Max Verstappen – Oracle Red Bull Racing (crediti foto: (Getty Images)

Red Bull: lo strappo di Max Verstappen

In questi scenari che si compongono e si assestano rientra a pieno titolo Max Verstappen che non può essere considerato una pedina nelle mani del padre, bensì uno dei motori dell’azione. Il pilota lavora nell’ombra da tempo e il suo supporto incondizionato dato a Helmut Marko quando questi era in posizione di inferiorità rispetto a Horner ne è la prova provata. 

La mancata risposta alla richiesta del numero uno della Federazione Internazionale dell’Automobile è uno strappo ulteriore. Dall’esterno sembra una forzatura. Non è lo è nell’economia di una strategia pianificata tramite la quale i Verstappen si vogliono prendere la scuderia.
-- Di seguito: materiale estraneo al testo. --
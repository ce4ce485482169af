//! Game analysis with move quality classification.
//!
//! This module provides the [`GameAnalyzer`], which walks a game in order,
//! evaluates every position and turns consecutive evaluations into move
//! assessments.

use crate::config::{AnalysisConfig, LimitProfile};
use crate::engine::EngineError;
use crate::evaluation::Evaluation;
use crate::evaluator::PositionEvaluator;
use crate::phase::PhaseSegmenter;
use crate::quality::{MoveAssessment, MoveClassifier};
use crate::report::GameReport;
use crate::sequence::{MoveSequence, Position};
use std::sync::Arc;
use tokio_util::sync::CancellationToken;
use tracing::{debug, info, warn};

/// Analyzes one game at a time; share it behind an `Arc` to analyze many.
pub struct GameAnalyzer {
    evaluator: Arc<PositionEvaluator>,
    classifier: MoveClassifier,
    segmenter: PhaseSegmenter,
    limit: LimitProfile,
}

impl GameAnalyzer {
    pub fn new(evaluator: Arc<PositionEvaluator>, config: &AnalysisConfig) -> Self {
        Self {
            evaluator,
            classifier: MoveClassifier::new(config.classification),
            segmenter: PhaseSegmenter::new(config.phase),
            limit: config.limit_profile(),
        }
    }

    pub fn evaluator(&self) -> &PositionEvaluator {
        &self.evaluator
    }

    /// Analyzes a complete game.
    ///
    /// Positions are evaluated in game order. If an evaluation fails for
    /// good, or `cancel` fires, analysis stops and the report keeps the
    /// moves assessed so far and is marked incomplete. The report never
    /// contains an assessment that was not backed by two real evaluations.
    pub async fn analyze(&self, sequence: &MoveSequence, cancel: &CancellationToken) -> GameReport {
        info!(game = sequence.id(), moves = sequence.len(), "analyzing game");
        let mut assessments = Vec::with_capacity(sequence.len());

        let mut before = match self.evaluate(sequence.initial_position(), cancel).await {
            Ok(evaluation) => evaluation,
            Err(e) => return self.stop(sequence, assessments, e),
        };

        for (played, position_before, position_after) in sequence.plies() {
            let after = match self.evaluate(position_after, cancel).await {
                Ok(evaluation) => evaluation,
                Err(e) => return self.stop(sequence, assessments, e),
            };
            let phase = self.segmenter.phase_of(position_before);
            let assessment = self.classifier.assess(played, &before, &after, phase);
            debug!(
                game = sequence.id(),
                ply = assessment.ply,
                uci = %assessment.uci,
                loss = assessment.centipawn_loss,
                quality = %assessment.quality,
                "move assessed"
            );
            assessments.push(assessment);
            before = after;
        }

        let report = GameReport::new(sequence, assessments, None);
        info!(
            game = sequence.id(),
            accuracy = report.accuracy,
            blunders = report.counts.blunder,
            "game analyzed"
        );
        report
    }

    async fn evaluate(
        &self,
        position: &Position,
        cancel: &CancellationToken,
    ) -> Result<Evaluation, EngineError> {
        tokio::select! {
            biased;
            _ = cancel.cancelled() => Err(EngineError::Cancelled),
            result = self.evaluator.evaluate(position, &self.limit) => result,
        }
    }

    fn stop(
        &self,
        sequence: &MoveSequence,
        assessments: Vec<MoveAssessment>,
        error: EngineError,
    ) -> GameReport {
        warn!(
            game = sequence.id(),
            analyzed = assessments.len(),
            total = sequence.len(),
            error = %error,
            "game analysis stopped"
        );
        GameReport::new(sequence, assessments, Some(error.to_string()))
    }
}

#[cfg(test)]
mod tests {
    use super::*;
    use crate::config::EngineConfig;
    use crate::engine::{AnalysisEngine, EngineFactory};
    use crate::evaluation::Score;
    use crate::pool::EnginePool;
    use crate::quality::MoveQuality;
    use crate::report::GameStatus;
    use crate::sequence::{GameRecord, PlyRecord};
    use async_trait::async_trait;
    use std::collections::HashMap;
    use std::time::Duration;

    /// Answers from a fingerprint table; unknown positions crash the engine.
    struct TableEngine {
        table: Arc<HashMap<String, Score>>,
        healthy: bool,
    }

    #[async_trait]
    impl AnalysisEngine for TableEngine {
        fn name(&self) -> &str {
            "table"
        }

        async fn evaluate(
            &mut self,
            position: &Position,
            _limit: &LimitProfile,
        ) -> Result<Evaluation, EngineError> {
            match self.table.get(position.fingerprint()) {
                Some(score) => Ok(Evaluation {
                    score: *score,
                    best_move: Some("a2a3".to_string()),
                    depth: 10,
                    time_ms: 1,
                }),
                None => {
                    self.healthy = false;
                    Err(EngineError::Crashed("unknown position".to_string()))
                }
            }
        }

        fn is_healthy(&self) -> bool {
            self.healthy
        }

        async fn shutdown(self: Box<Self>, _grace: Duration) {}
    }

    struct TableFactory {
        table: Arc<HashMap<String, Score>>,
    }

    #[async_trait]
    impl EngineFactory for TableFactory {
        async fn spawn(
            &self,
            _slot: usize,
            _shutdown: CancellationToken,
        ) -> Result<Box<dyn AnalysisEngine>, EngineError> {
            Ok(Box::new(TableEngine {
                table: Arc::clone(&self.table),
                healthy: true,
            }))
        }
    }

    /// A game of `plies` knight shuffles with distinct positions.
    fn game(plies: usize) -> MoveSequence {
        let moves = (0..plies)
            .map(|i| PlyRecord {
                uci: if i % 2 == 0 { "g1f3" } else { "g8f6" }.to_string(),
                san: None,
                fen: format!(
                    "rnbqkbnr/pppppppp/8/8/8/8/PPPPPPPP/RNBQKBNR {} KQkq - {} {}",
                    if i % 2 == 0 { "b" } else { "w" },
                    i + 1,
                    i / 2 + 1 + i % 2
                ),
            })
            .collect();
        MoveSequence::from_record(GameRecord {
            id: "t1".to_string(),
            white: "w".to_string(),
            black: "b".to_string(),
            start_fen: None,
            moves,
        })
        .unwrap()
    }

    async fn analyzer(
        sequence: &MoveSequence,
        scores: &[Score],
        max_retries: u32,
    ) -> GameAnalyzer {
        let table: HashMap<String, Score> = sequence
            .positions()
            .iter()
            .zip(scores)
            .map(|(position, score)| (position.fingerprint().to_string(), *score))
            .collect();
        let factory = Arc::new(TableFactory {
            table: Arc::new(table),
        });
        let config = AnalysisConfig {
            max_retries,
            max_parallel_engines: 1,
            engine: EngineConfig {
                respawn_backoff_ms: 1,
                ..Default::default()
            },
            ..Default::default()
        };
        let pool = EnginePool::new(factory, 1, &config.engine).await.unwrap();
        let evaluator = Arc::new(PositionEvaluator::new(pool, config.max_retries));
        GameAnalyzer::new(evaluator, &config)
    }

    #[tokio::test]
    async fn assesses_every_move() {
        let sequence = game(4);
        let scores = [
            Score::Centipawns(20),
            Score::Centipawns(-15),
            Score::Centipawns(80),
            Score::Centipawns(-300),
            Score::Centipawns(310),
        ];
        let analyzer = analyzer(&sequence, &scores, 0).await;
        let report = analyzer.analyze(&sequence, &CancellationToken::new()).await;

        assert_eq!(report.status, GameStatus::Complete);
        assert_eq!(report.moves.len(), 4);
        let qualities: Vec<MoveQuality> = report.moves.iter().map(|m| m.quality).collect();
        assert_eq!(
            qualities,
            vec![
                MoveQuality::Best,
                MoveQuality::Inaccuracy,
                MoveQuality::Best,
                MoveQuality::Good,
            ]
        );
        assert_eq!(report.moves[1].centipawn_loss, 65);
        assert_eq!(report.moves[3].centipawn_loss, 10);
    }

    #[tokio::test]
    async fn failure_keeps_the_analyzed_prefix() {
        let sequence = game(4);
        // The fourth position is missing from the table.
        let scores = [
            Score::Centipawns(20),
            Score::Centipawns(-20),
            Score::Centipawns(20),
        ];
        let analyzer = analyzer(&sequence, &scores, 1).await;
        let report = analyzer.analyze(&sequence, &CancellationToken::new()).await;

        assert_eq!(report.status, GameStatus::Incomplete);
        assert!(report.incomplete);
        assert_eq!(report.moves.len(), 2);
        assert_eq!(report.last_analyzed_index, Some(1));
        assert!(report.error.unwrap().contains("unknown position"));
    }

    #[tokio::test]
    async fn cancellation_stops_analysis() {
        let sequence = game(2);
        let scores = [Score::Centipawns(0); 3];
        let analyzer = analyzer(&sequence, &scores, 0).await;
        let cancel = CancellationToken::new();
        cancel.cancel();

        let report = analyzer.analyze(&sequence, &cancel).await;
        assert_eq!(report.status, GameStatus::Failed);
        assert_eq!(report.error.as_deref(), Some("analysis cancelled"));
        assert!(report.moves.is_empty());
    }
}
//! Graph output and per-page diagnostics.

use serde::Serialize;

use crate::features::external::FallbackTier;
use crate::topology::TriangulationPass;

/// The extracted page graph: topology, features and ground truth, ready for
/// serialization. Field names match the downstream consumer's keys.
#[derive(Debug, Clone, PartialEq, Serialize)]
pub struct PageGraph {
    pub num_nodes: usize,
    pub interacting_nodes: Vec<[usize; 2]>,
    pub num_interacting_nodes: usize,
    pub node_features: Vec<Vec<f64>>,
    /// Empty when the page has no interacting pairs.
    pub edge_features: Vec<Vec<f64>>,
    #[serde(skip_serializing_if = "Option::is_none")]
    pub visual_regions_nodes: Option<Vec<[Vec<f64>; 2]>>,
    #[serde(skip_serializing_if = "Option::is_none")]
    pub num_points_visual_regions_nodes: Option<Vec<usize>>,
    #[serde(skip_serializing_if = "Option::is_none")]
    pub visual_regions_edges: Option<Vec<[Vec<f64>; 2]>>,
    #[serde(skip_serializing_if = "Option::is_none")]
    pub num_points_visual_regions_edges: Option<Vec<usize>>,
    /// (label, i, j) triples; label 1 marks "same article".
    pub gt_relations: Vec<[usize; 3]>,
    pub gt_num_relations: usize,
}

impl PageGraph {
    /// Width of the node feature vectors.
    pub fn node_width(&self) -> usize {
        self.node_features.first().map_or(0, Vec::len)
    }

    /// Width of the edge feature vectors.
    pub fn edge_width(&self) -> usize {
        self.edge_features.first().map_or(0, Vec::len)
    }
}

/// Fallback-tier hit counters for one lookup family.
#[derive(Debug, Clone, Copy, Default, PartialEq, Eq, Serialize)]
pub struct FallbackCounts {
    pub source_default: usize,
    pub hardcoded: usize,
}

impl FallbackCounts {
    pub fn record(&mut self, tier: FallbackTier) {
        match tier {
            FallbackTier::Exact => {}
            FallbackTier::SourceDefault => self.source_default += 1,
            FallbackTier::Hardcoded => self.hardcoded += 1,
        }
    }
}

/// Diagnostics accumulated while building one page graph, returned alongside
/// the graph so batch reporting needs no shared state.
#[derive(Debug, Clone, Default, PartialEq, Serialize)]
pub struct PageStats {
    /// Regions removed before graph construction (no text or too small).
    pub discarded_regions: usize,
    /// Regions whose article assignment listed several ids.
    pub ambiguous_assignments: usize,
    /// External sources with no entry for this page.
    pub missing_page_entries: usize,
    pub node_fallbacks: FallbackCounts,
    pub similarity_fallbacks: FallbackCounts,
    pub edge_fallbacks: FallbackCounts,
    /// Which triangulation attempt produced the edge set; None for the
    /// fully-connected strategy (including the small-page fallback).
    pub triangulation: Option<TriangulationPass>,
}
Una tattica che non prevede ostaggi ed è per questo che sono partite le consultazioni con altri team nel caso in cui il piano operativo fallisse miseramente. 

Siamo ovviamente nell’alveo delle interpretazioni. Congetture, dirà qualcuno. Vero, tali sono. Ma nascono a causa del teatrino messo su da ognuno dei protagonisti di questa storia che, a questo punto, è stata evidentemente gestita malissimo. Sin dal nascere. L’accompagnamento al Gran Premio dell’Arabia Saudita sarà turbolento e siamo certi che altre pagine si scriveranno già a Jeddah. Restate sintonizzati.